Science is actually pretty nimble when it needs to be. For example, as the danger of SARS-CoV-2 was realized millions of dollars of research capital were released and overnight thousands of scientists around the globe were adapting their programs to address the looming pandemic. With this level of intellectual and financial investment, science can and does move mountains – three viable vaccines were developed in under a year. Similar investments aimed at promoting mental health research would likely yield valuable insights that would benefit millions of lives. Unfortunately, there is no vaccine or drug for systemic racism. However, we can and should work to identify and eradicate barriers in high education that have disproportionately impacted underserved groups. One rapidly implementable solution to enhance inclusion is to eliminate admission evaluation metrics that are known to disadvantage underserved groups. Across campus I see a lot of progress being made in this area. I was heartened by the Department of Pathobiology’s decision to reevaluate our use of the GRE as a metric for graduate admission. Similarly, the College of Veterinary Medicine has moved to eliminate admission evaluation criteria that limit inclusion of diverse groups. I am hopeful that these actions will spark broader and bolder actions to build a better, more equitable, and inclusive academic environment at Illinois.

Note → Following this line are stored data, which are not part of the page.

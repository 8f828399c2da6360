//! Shared application state injected into every Axum handler.

use std::sync::Arc;

use crate::config::Config;
use crate::db::sqlite::SqliteStore;
use crate::engine::AccessSyncEngine;
use crate::share::net::NetShareExecutor;

/// State shared across all HTTP handlers.
pub struct AppState {
    /// Server configuration (env-derived).
    pub config: Arc<Config>,
    /// Persistent directory catalog + access-state store.
    pub store: Arc<SqliteStore>,
    /// The reconciliation core.
    pub engine: AccessSyncEngine<SqliteStore, NetShareExecutor>,
}

impl AppState {
    pub fn new(config: Config, store: SqliteStore) -> Self {
        let executor = NetShareExecutor::from_config(&config);
        Self {
            config: Arc::new(config),
            store: Arc::new(store.clone()),
            engine: AccessSyncEngine::new(store, executor),
        }
    }
}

Do you want to tell us about any projects or activities that you are particularly excited about right now?
One of the really exciting developments in my lab right now is the launch of our zebrafish facility. The advantage of the fish model in microbiome research is that it allows high-throughput economical investigations of host-microbiota-environment interactions. We plan to leverage this strength to gain insights into the effects of agrochemical exposure on the microbiome and weight gain across development.